A NEW BAYESIAN METHOD FOR FITTING EVOLUTIONARY MODELS TO COMPARATIVE DATA WITH INTRASPECIFIC VARIATION
Version of Record online: 29 APR 2012
© 2012 The Author(s). Evolution© 2012 The Society for the Study of Evolution.
Volume 66, Issue 9, pages 2697–2707, September 2012
How to Cite
Revell, L. J. and Graham Reynolds, R. (2012), A NEW BAYESIAN METHOD FOR FITTING EVOLUTIONARY MODELS TO COMPARATIVE DATA WITH INTRASPECIFIC VARIATION. Evolution, 66: 2697–2707. doi: 10.1111/j.1558-5646.2012.01645.x
- Issue online: 4 SEP 2012
- Version of Record online: 29 APR 2012
- Accepted manuscript online: 3 APR 2012 06:11AM EST
- Received December 31, 2011 Accepted March 13, 2012 Data Archived: Dryad: doi:10.5061/dryad.7fv08k72
- Comparative method;
- interspecific data;
- phylogenetic tree
Phylogenetic comparative methods that incorporate intraspecific variability are relatively new and, so far, not especially widely used in empirical studies. In the present short article we will describe a new Bayesian method for fitting evolutionary models to comparative data that incorporates intraspecific variability. This method differs from an existing likelihood-based approach in that it requires no a priori inference about species means and variances; rather it takes phenotypic values from individuals and a phylogenetic tree as input, and then samples species means and variances, along with the parameters of the evolutionary model, from their joint posterior probability distribution.
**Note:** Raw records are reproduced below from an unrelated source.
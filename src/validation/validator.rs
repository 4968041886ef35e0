use serde_json::Value;
use tracing::{debug, info};

use super::cross_field::check_employment_age;
use super::error::{
    FieldPath, MalformedInputError, ValidationFailure, Violation, ViolationKind, Violations,
};
use super::fields::FieldReader;
use super::options::{ExtraFields, ValidatorOptions};
use super::rules::{
    ADDRESS_FIELDS, AGE_RULES, CITY_RULES, HOUSE_NUMBER_RULES, NAME_RULES, STREET_RULES,
    USER_FIELDS,
};
use crate::error_utils::{char_span, create_named_source, line_col_to_offset};
use crate::models::{Address, User};

/// Source name used in diagnostics when the caller does not supply one
pub const INPUT_SOURCE_NAME: &str = "<input>";

/// Validate a registration record with default options (lax coercion, unknown keys forbidden)
pub fn validate(raw: &str) -> Result<User, ValidationFailure> {
    Validator::default().validate(raw)
}

/// Stateless registration validator. Safe to share between threads.
#[derive(Debug, Clone, Default)]
pub struct Validator {
    options: ValidatorOptions,
}

impl Validator {
    pub fn new(options: ValidatorOptions) -> Self {
        Self { options }
    }

    pub fn validate(&self, raw: &str) -> Result<User, ValidationFailure> {
        self.validate_named(INPUT_SOURCE_NAME, raw)
    }

    /// Like [`Validator::validate`], naming the input (e.g. a file path) in diagnostics
    pub fn validate_named(&self, source_name: &str, raw: &str) -> Result<User, ValidationFailure> {
        let value = parse_record(source_name, raw)?;
        let user = self.validate_value(&value)?;
        Ok(user)
    }

    /// Validate an already decoded JSON value
    pub fn validate_value(&self, value: &Value) -> Result<User, Violations> {
        let root = FieldPath::root();
        let Value::Object(record) = value else {
            return Err(Violations::from(vec![
                Violation::new(
                    ViolationKind::ModelType,
                    root,
                    "Input should be a valid object",
                )
                .with_input(value.clone()),
            ]));
        };

        debug!(strict = self.options.strict, "Validating registration record...");
        let reader = FieldReader::new(record, root.clone(), self.options.strict);

        // The age rule depends on is_employed, so it is read first
        let is_employed = reader.boolean("is_employed");
        let employed = is_employed.as_ref().ok().copied();

        let name = reader.string("name", NAME_RULES);
        let age = reader.integer("age", AGE_RULES).and_then(|age| match employed {
            Some(employed) => {
                let input = record.get("age").cloned().unwrap_or_else(|| Value::from(age));
                check_employment_age(employed, age, root.child("age"), input)
            }
            None => {
                debug!("Skipping employment age rule: is_employed is invalid");
                Ok(age)
            }
        });
        let email = reader.email("email");
        let address = self.validate_address(&reader);

        let mut violations = Vec::new();
        let name = take(name, &mut violations);
        let age = take(age, &mut violations);
        let email = take(email, &mut violations);
        let is_employed = take(is_employed, &mut violations);
        let address = match address {
            Ok(address) => Some(address),
            Err(nested) => {
                violations.extend(nested);
                None
            }
        };
        if self.options.extra == ExtraFields::Forbid {
            violations.extend(reader.unknown_keys(USER_FIELDS));
        }

        match (name, age, email, is_employed, address) {
            (Some(name), Some(age), Some(email), Some(is_employed), Some(address))
                if violations.is_empty() =>
            {
                info!("✓ Registration record accepted");
                Ok(User {
                    name,
                    age,
                    email,
                    is_employed,
                    address,
                })
            }
            _ => {
                info!(count = violations.len(), "Registration record rejected");
                Err(Violations::from(violations))
            }
        }
    }

    fn validate_address(&self, parent: &FieldReader<'_>) -> Result<Address, Vec<Violation>> {
        let reader = parent.object("address").map_err(|violation| vec![violation])?;

        debug!("Validating address...");
        let mut violations = Vec::new();
        let city = take(reader.string("city", CITY_RULES), &mut violations);
        let street = take(reader.string("street", STREET_RULES), &mut violations);
        let house_number = take(
            reader.integer("house_number", HOUSE_NUMBER_RULES),
            &mut violations,
        );
        if self.options.extra == ExtraFields::Forbid {
            violations.extend(reader.unknown_keys(ADDRESS_FIELDS));
        }

        match (city, street, house_number) {
            (Some(city), Some(street), Some(house_number)) if violations.is_empty() => {
                Ok(Address {
                    city,
                    street,
                    house_number,
                })
            }
            _ => Err(violations),
        }
    }
}

fn take<T>(result: Result<T, Violation>, violations: &mut Vec<Violation>) -> Option<T> {
    match result {
        Ok(value) => Some(value),
        Err(violation) => {
            debug!(field = %violation.loc, kind = %violation.kind, "Field rejected");
            violations.push(violation);
            None
        }
    }
}

fn parse_record(source_name: &str, raw: &str) -> Result<Value, MalformedInputError> {
    serde_json::from_str(raw).map_err(|error| {
        let offset = line_col_to_offset(raw, error.line(), error.column());
        MalformedInputError {
            src: create_named_source(source_name, raw.to_string()),
            span: char_span(raw, offset),
            message: error.to_string(),
            line: error.line(),
            column: error.column(),
        }
    })
}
One of the most novel and intriguing attributes of this approach is that jointly sampling the species means with the evolutionary model parameters means that the model and tree can influence our estimates of species mean trait values, not just the reverse. In the present implementation, we first apply this method to the most widely used evolutionary model for continuously valued phenotypic trait data (Brownian motion). However, the general approach has broad applicability, which we illustrate by also fitting the λ model, another simple model for quantitative trait evolution on a phylogeny. We test our approach via simulation and by analyzing two empirical datasets obtained from the literature. Finally, we have implemented the methods described herein in a new function for the R statistical computing environment, and this function will be distributed as part of the ‘phytools’ R library.